Markers identified using the allelic and GWA models

A total of 448 significant alleles (Table 3, Fig. 4) associated with WR-DSR were identified in individuals in the Q1 vs. Q4 segment comparison of ~130 individuals, while only 61 alleles were identified when the Q2 vs. Q3 segment pair was analysed (Table 3; Supplementary Tables ST3 and ST4). We compared the associated markers in the allelic tests to those in the basic full model (GAF, using the ~130 accessions in the Q1 vs. Q4 segments) and those in the GWAS model (using all 267 accessions). A total of 102 (~23%) of the 448 significant markers identified in the Q1 vs. Q4 tail comparison and only two (~3.3%) of the 61 significant markers identified using the Q2 vs. Q3 segment pair were also found to be significant in the GWA. These represented 71.8 and ~1.4%, respectively, of the 142 significant markers identified using the GWA model. The GAF identified 342 significant markers, of which 45 (~31.7%) were also found to be significant in the GWAS. The Q1 vs. Q4 and GAF analyses shared 86.7% of their significant markers (Supplementary Tables ST3, ST4, and ST6).

Table 3 Significant marker signals across models and associated minor allele counts compared across segments (mean standard error in parenthesis).

Full size table

**Fig. 4: Number of markers identified in the tests (bar graph) and their similarity across the tests (Venn).**

Taking the 142 markers in the GWA model as the reference for true associations, we compared the efficiency of the allelic mapping using the case–control models with the Q1 vs. Q4 and Q2 vs. Q3 comparisons, and the full model GAF. To achieve this, we used the 142 “true” signals in the GWA model to standardize the ratio (z/T) of matching markers in the other methods as a factor of the GWA signals (L). Based on comparisons of the standardized ratios, the allelic mapping in the Q1 vs. Q4 DSR tails was 7.7 times more efficient at discovering true signals than the allelic mapping using the interquartile DSR range Q2 vs. Q3, and 2.4 times more efficient than the full model GAF. These observations indicate that mapping alleles in the Q1 vs. Q4 segments better identified the loci associated with WR than mapping using the Q2 vs. Q3 segments or the GAF model in a population with a near-normal phenotypic distribution. The difference in the number of individuals and markers used, or in the method used to account for population structure and stringency in declaring test significance, might have contributed to the large difference in the markers identified using the GWA in comparison with the other models.

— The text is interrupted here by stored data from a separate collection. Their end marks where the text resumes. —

use serde::Deserialize;
use serde_json::{Map, Value};

use crate::error::{Error, Result};

/// One line of a collected stream. Only `text` is used; everything else the
/// collector stored (author, timestamps, counts) is ignored.
#[derive(Debug, PartialEq, Eq, Clone, Deserialize)]
pub struct Post {
    #[serde(default)]
    pub text: Option<String>,
}

impl Post {
    /// Parses one raw record and returns its text. Records must be JSON
    /// objects; arrays and scalars are rejected.
    pub fn parse_text(line: &[u8]) -> Result<String> {
        let record: Map<String, Value> = serde_json::from_slice(line)?;
        let post: Self = serde_json::from_value(Value::Object(record))?;

        post.text.ok_or(Error::MissingField("text"))
    }
}

#[cfg(test)]
mod tests {
    use super::*;

    #[test]
    fn extra_fields_ignored() {
        let line =
            br#"{"created_at": "Mon", "text": "hello :)", "retweet_count": 3, "user": {"id": 1}}"#;

        assert_eq!(
            Post::parse_text(line).expect("Failed to parse post"),
            "hello :)"
        );
    }

    #[test]
    fn missing_text() {
        let result = Post::parse_text(br#"{"limit": {"track": 12}}"#);

        assert!(matches!(result, Err(Error::MissingField("text"))));
    }

    #[test]
    fn null_or_non_string_text() {
        assert!(matches!(
            Post::parse_text(br#"{"text": null}"#),
            Err(Error::MissingField("text"))
        ));
        assert!(matches!(
            Post::parse_text(br#"{"text": 42}"#),
            Err(Error::SerdeJson(_))
        ));
    }

    #[test]
    fn malformed() {
        assert!(matches!(
            Post::parse_text(b"{\"text\": \"unterminated"),
            Err(Error::SerdeJson(_))
        ));
        assert!(matches!(
            Post::parse_text(b"{\"text\": \"\xff\xfe\"}"),
            Err(Error::SerdeJson(_))
        ));
    }

    #[test]
    fn non_object_records() {
        for line in [&br#"["x"]"#[..], br#"["hello world"]"#, br#""text""#, b"42", b"null"] {
            assert!(
                matches!(Post::parse_text(line), Err(Error::SerdeJson(_))),
                "{} should be rejected",
                String::from_utf8_lossy(line)
            );
        }
    }
}
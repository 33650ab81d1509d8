use crate::error::{Error, Result};
use regex::Regex;

const EMOTICON: &str = r"[:=;][oO\-]?[D\)\]\(\]/\\OpP]";

/// Alternatives are tried in this order at every position; the first one that
/// matches wins, so the order decides how ambiguous text is split.
const TOKEN_PATTERNS: [&str; 9] = [
    EMOTICON,
    // HTML tags
    r"<[^>]+>",
    // @-mentions
    r"@[\w_]+",
    // hashtags
    r"#+[\w_]+[\w'_\-]*[\w_]+",
    // URLs
    r"http[s]?://(?:[a-z]|[0-9]|[$-_@.&amp;+]|[!*\(\),]|(?:%[0-9a-f][0-9a-f]))+",
    // numbers
    r"(?:\d+,?)+(?:\.?\d+)?",
    // words with - and '
    r"[a-z][a-z'\-_]+[a-z]",
    // other words
    r"[\w_]+",
    // anything else
    r"\S",
];

/// Splits post text into tokens, keeping emoticons, mentions, hashtags, URLs
/// and numbers intact.
pub struct Tokenizer {
    tokens: Regex,
    emoticon: Regex,
}

impl Tokenizer {
    pub fn new() -> Result<Self> {
        Ok(Self {
            tokens: Regex::new(&format!("(?i)(?:{})", TOKEN_PATTERNS.join("|")))
                .map_err(|e| Error::Generic(format!("Failed to compile regex: {e}")))?,
            emoticon: Regex::new(&format!("(?i)^(?:{EMOTICON})$"))
                .map_err(|e| Error::Generic(format!("Failed to compile regex: {e}")))?,
        })
    }

    /// Lazily yields the tokens of `text` with their original case. Every
    /// non-whitespace character ends up in exactly one token.
    pub fn tokenize<'t>(&'t self, text: &'t str) -> impl Iterator<Item = &'t str> + 't {
        self.tokens.find_iter(text).map(|token| token.as_str())
    }

    pub fn is_emoticon(&self, token: &str) -> bool {
        self.emoticon.is_match(token)
    }

    /// Tokenizes `text` and, when `lowercase` is set, lowercases every token
    /// except emoticons (`:D` must not turn into `:d`).
    pub fn preprocess(&self, text: &str, lowercase: bool) -> Vec<String> {
        self.tokenize(text)
            .map(|token| {
                if lowercase && !self.is_emoticon(token) {
                    token.to_lowercase()
                } else {
                    token.to_string()
                }
            })
            .collect()
    }
}
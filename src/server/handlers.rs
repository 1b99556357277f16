use super::types::{ErrorResponse, HealthResponse};
use crate::{
    Error,
    chef::{Chef, DishRequest, IngredientRequest, MenuResponse, Recipe},
};
use axum::{extract::State, http::StatusCode, response::Json};
use std::sync::Arc;
use tracing::{Instrument, error, info, info_span};
use uuid::Uuid;
use validator::Validate;

#[derive(Clone)]
pub struct AppState {
    pub chef: Arc<Chef>,
}

type HandlerError = (StatusCode, Json<ErrorResponse>);

pub async fn chef_recommendation(
    State(state): State<AppState>,
) -> Result<Json<MenuResponse>, HandlerError> {
    let span = info_span!("chef_recommendation", request_id = %Uuid::new_v4());

    async move {
        info!("Received menu recommendation request");

        match state.chef.recommend_menu().await {
            Ok(menu) => {
                info!("Returning menu with {} courses", menu.menu.len());
                Ok(Json(menu))
            }
            Err(e) => Err(failure("Menü oluşturulamadı", e)),
        }
    }
    .instrument(span)
    .await
}

pub async fn generate_recipe(
    State(state): State<AppState>,
    Json(request): Json<IngredientRequest>,
) -> Result<Json<Recipe>, HandlerError> {
    let span = info_span!("generate_recipe", request_id = %Uuid::new_v4());

    async move {
        info!("Received recipe request for ingredients: {:?}", request.ingredients);
        if let Err(e) = request.validate() {
            return Err(rejected(e.into()));
        }

        match state.chef.generate_recipe(&request).await {
            Ok(recipe) => {
                info!("Generated recipe: {}", recipe.name);
                Ok(Json(recipe))
            }
            Err(e) => Err(failure("Tarif oluşturulamadı", e)),
        }
    }
    .instrument(span)
    .await
}

pub async fn generate_recipe_by_name(
    State(state): State<AppState>,
    Json(request): Json<DishRequest>,
) -> Result<Json<Recipe>, HandlerError> {
    let span = info_span!("generate_recipe_by_name", request_id = %Uuid::new_v4());

    async move {
        info!("Received recipe request for dish: {}", request.dish_name);
        if let Err(e) = request.validate() {
            return Err(rejected(e.into()));
        }

        match state.chef.generate_recipe_by_name(&request).await {
            Ok(recipe) => {
                info!("Generated recipe: {}", recipe.name);
                Ok(Json(recipe))
            }
            Err(e) => Err(failure("Tarif oluşturulamadı", e)),
        }
    }
    .instrument(span)
    .await
}

pub async fn health() -> Json<HealthResponse> {
    Json(HealthResponse { status: "ok" })
}

fn failure(context: &str, e: Error) -> HandlerError {
    error!(kind = e.kind(), "{}: {}", context, e);
    (
        StatusCode::INTERNAL_SERVER_ERROR,
        Json(ErrorResponse {
            detail: format!("{}: {}", context, e),
            kind: e.kind().to_string(),
        }),
    )
}

fn rejected(e: Error) -> HandlerError {
    info!("Rejected invalid request: {}", e);
    (
        StatusCode::UNPROCESSABLE_ENTITY,
        Json(ErrorResponse {
            detail: e.to_string(),
            kind: e.kind().to_string(),
        }),
    )
}
mod fence;
pub mod prompts;
mod service;
mod types;

pub use fence::strip_code_fence;
pub use service::{Chef, parse_model_output};
pub use types::{DishRequest, IngredientRequest, MenuResponse, Recipe};
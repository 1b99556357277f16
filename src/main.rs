use anyhow::Result;
use chef_relay::{config, server};
use tracing::info;

/// Validates that a log level string is valid
fn validate_log_level(level: &str) -> Result<()> {
    level
        .parse::<tracing_subscriber::filter::LevelFilter>()
        .map_err(|_| {
            anyhow::anyhow!(
                "Invalid log level: '{}'. Valid levels: error, warn, info, debug, trace",
                level
            )
        })?;
    Ok(())
}

#[tokio::main]
async fn main() -> Result<()> {
    // A missing .env is fine; real deployments set the environment directly
    dotenvy::dotenv().ok();

    // Load configuration first (before logging setup)
    let config = match config::load().await {
        Ok(config) => config,
        Err(e) => {
            eprintln!("Failed to load configuration: {}", e);
            std::process::exit(1);
        }
    };

    // Determine log level: environment variable overrides config
    let log_level = std::env::var("RUST_LOG").unwrap_or_else(|_| config.server.logs.level.clone());

    if let Err(e) = validate_log_level(&log_level) {
        eprintln!("{}", e);
        std::process::exit(1);
    }

    tracing_subscriber::fmt()
        .with_env_filter(
            tracing_subscriber::EnvFilter::try_from_default_env()
                .unwrap_or_else(|_| tracing_subscriber::EnvFilter::new(&log_level)),
        )
        .json()
        .init();

    info!("Starting chef relay with log level: {}", log_level);
    info!("Configuration loaded successfully");

    server::run(config).await?;

    Ok(())
}
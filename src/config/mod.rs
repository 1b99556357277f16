mod types;

pub use types::*;

use crate::{Error, Result};
use std::{env, path::Path};
use tracing::debug;

const DEFAULT_CONFIG_PATH: &str = "config.yaml";

/// Loads configuration from `CONFIG_PATH` (or `config.yaml`) and the process
/// environment, failing when the result is unusable.
pub async fn load() -> Result<Config> {
    let explicit_path = env::var("CONFIG_PATH").ok();
    load_from(explicit_path.as_deref(), |key| env::var(key).ok()).await
}

/// Same as [`load`], with the config path and environment lookup supplied by
/// the caller.
pub async fn load_from<F>(config_path: Option<&str>, lookup: F) -> Result<Config>
where
    F: Fn(&str) -> Option<String>,
{
    let mut config = match config_path {
        Some(path) => read_file(path).await?,
        None if Path::new(DEFAULT_CONFIG_PATH).exists() => read_file(DEFAULT_CONFIG_PATH).await?,
        None => {
            debug!("No {} found, using built-in defaults", DEFAULT_CONFIG_PATH);
            Config::default()
        }
    };

    config.apply_env_overrides(lookup)?;
    config.validate()?;

    Ok(config)
}

async fn read_file(path: &str) -> Result<Config> {
    debug!("Loading configuration from: {}", path);

    let config_str = tokio::fs::read_to_string(path).await?;
    let config: Config = serde_yaml::from_str(&config_str)?;

    Ok(config)
}

impl Config {
    pub fn apply_env_overrides<F>(&mut self, lookup: F) -> Result<()>
    where
        F: Fn(&str) -> Option<String>,
    {
        let non_empty = |key: &str| lookup(key).filter(|v| !v.trim().is_empty());

        if let Some(api_key) = non_empty("OPENAI_API_KEY") {
            self.llm.api_key = api_key;
        }
        if let Some(base_url) = non_empty("LLM_BASE_URL") {
            self.llm.base_url = base_url;
        }
        if let Some(model) = non_empty("LLM_MODEL") {
            self.llm.model = model;
        }
        if let Some(port) = non_empty("PORT") {
            self.server.port = port
                .parse()
                .map_err(|_| Error::config(format!("PORT is not a valid port number: '{}'", port)))?;
        }

        Ok(())
    }

    pub fn validate(&self) -> Result<()> {
        if self.llm.api_key.trim().is_empty() {
            return Err(Error::config(
                "API key is missing. Set OPENAI_API_KEY or llm.api_key in the config file",
            ));
        }
        if self.llm.timeout_secs == 0 {
            return Err(Error::config("llm.timeout_secs must be greater than zero"));
        }
        if self.llm.model.trim().is_empty() {
            return Err(Error::config("llm.model must not be empty"));
        }

        Ok(())
    }
}
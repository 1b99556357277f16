pub mod handlers;
mod types;

pub use types::{ErrorResponse, HealthResponse};

use crate::{chef::Chef, config::Config, llm::OpenAiClient, Result};
use axum::{
    Router,
    routing::{get, post},
};
use std::{net::SocketAddr, sync::Arc};
use tower_http::{cors::CorsLayer, trace::TraceLayer};
use tracing::info;

/// Builds the HTTP routes around an already constructed chef.
pub fn router(chef: Arc<Chef>) -> Router {
    let app_state = handlers::AppState { chef };

    Router::new()
        .route("/api/chef-recommendation", post(handlers::chef_recommendation))
        .route("/generate-recipe/", post(handlers::generate_recipe))
        .route("/generate-recipe-by-name/", post(handlers::generate_recipe_by_name))
        .route("/health", get(handlers::health))
        .layer(TraceLayer::new_for_http())
        .layer(CorsLayer::permissive())
        .with_state(app_state)
}

pub async fn run(config: Config) -> Result<()> {
    // One provider client for the lifetime of the process
    let llm = OpenAiClient::new(config.llm.clone())?;
    info!(
        "Using model {} at {}",
        llm.model(),
        config.llm.base_url
    );

    let chef = Arc::new(Chef::new(Arc::new(llm), &config.llm));
    let app = router(chef);

    let addr = SocketAddr::new(config.server.host.parse()?, config.server.port);

    info!("Starting server on {}", addr);

    let listener = tokio::net::TcpListener::bind(addr).await?;
    axum::serve(listener, app).await?;

    Ok(())
}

MAFs determined using the GWA and allelic tests

Figure 3c presents the MAFs for each chromosome, including the MAFs from the GWA. The phenotypically less diverse Q2 vs. Q3 pair showed no significant differences in their MAFs except on chromosome 2 (chr2) and chr3. The more phenotypically diverse Q1 vs. Q4 pair showed a more dramatic difference in their MAFs, except on chr6 where there was no difference. Compared to the MAFs identified using the GWAS, the segments with higher WR-DSR scores in the allelic tests (Q2 and Q3) showed a significantly higher prevalence of minor alleles, except on chr3. The data show that the pattern of higher-risk alleles in the MS vs. MR segments was fairly well maintained across most chromosomes, except that on chr2 and chr5, the differences were more dramatic, with chr5 showing the largest difference between the Q4 MS and the rest of the segments, and between the Q4 MS and the GWA. The MAFs did not seem to correspond to the chromosomal length or chromosomal marker densities reported for this set of markers and plant population¹⁴. These observations suggest that the different chromosomes in spinach may contain different numbers of risk alleles for WR.

Marker distribution

The plotting of associated markers in the segmented and unsegmented data (Fig. 5) revealed the presence of extended genomic regions with high-scoring association signals, which are non-chromosome specific and were identified independently of a specific association model. The population-structure-corrected GWA, which maps SNPs in linkage disequilibrium (LD), showed little difference in the pattern of the strong signals in comparison with the allele-specific mapping strategy (Fig. 4).

**Fig. 5: Manhattan plots of the distribution of markers across the six chromosomes.**

Markers for WR resistance are discriminated by their extremely low minor allele frequencies in the resistant lines

In order to evaluate how well minor alleles associated with WR can discriminate between resistant and susceptible accessions for their use in molecular breeding programs, we compared the MAF in 10 MR lines within the fifth percentile WR-DSR distribution tail to the MAF in the corresponding 10 MS lines in the fifth percentile WR-DSR distribution tail. We considered that a disproportionately high MAF for a marker would suggest that the marker is a susceptibility factor, while a disproportionately low MAF would suggest a resistance factor. Based on these criteria, the majority (11) of the 15 markers identified by allelic mapping had disproportionately low MAF in the resistant plants (colored blue, Table 4), indicating their potential use as markers to select for WR resistance factors in spinach.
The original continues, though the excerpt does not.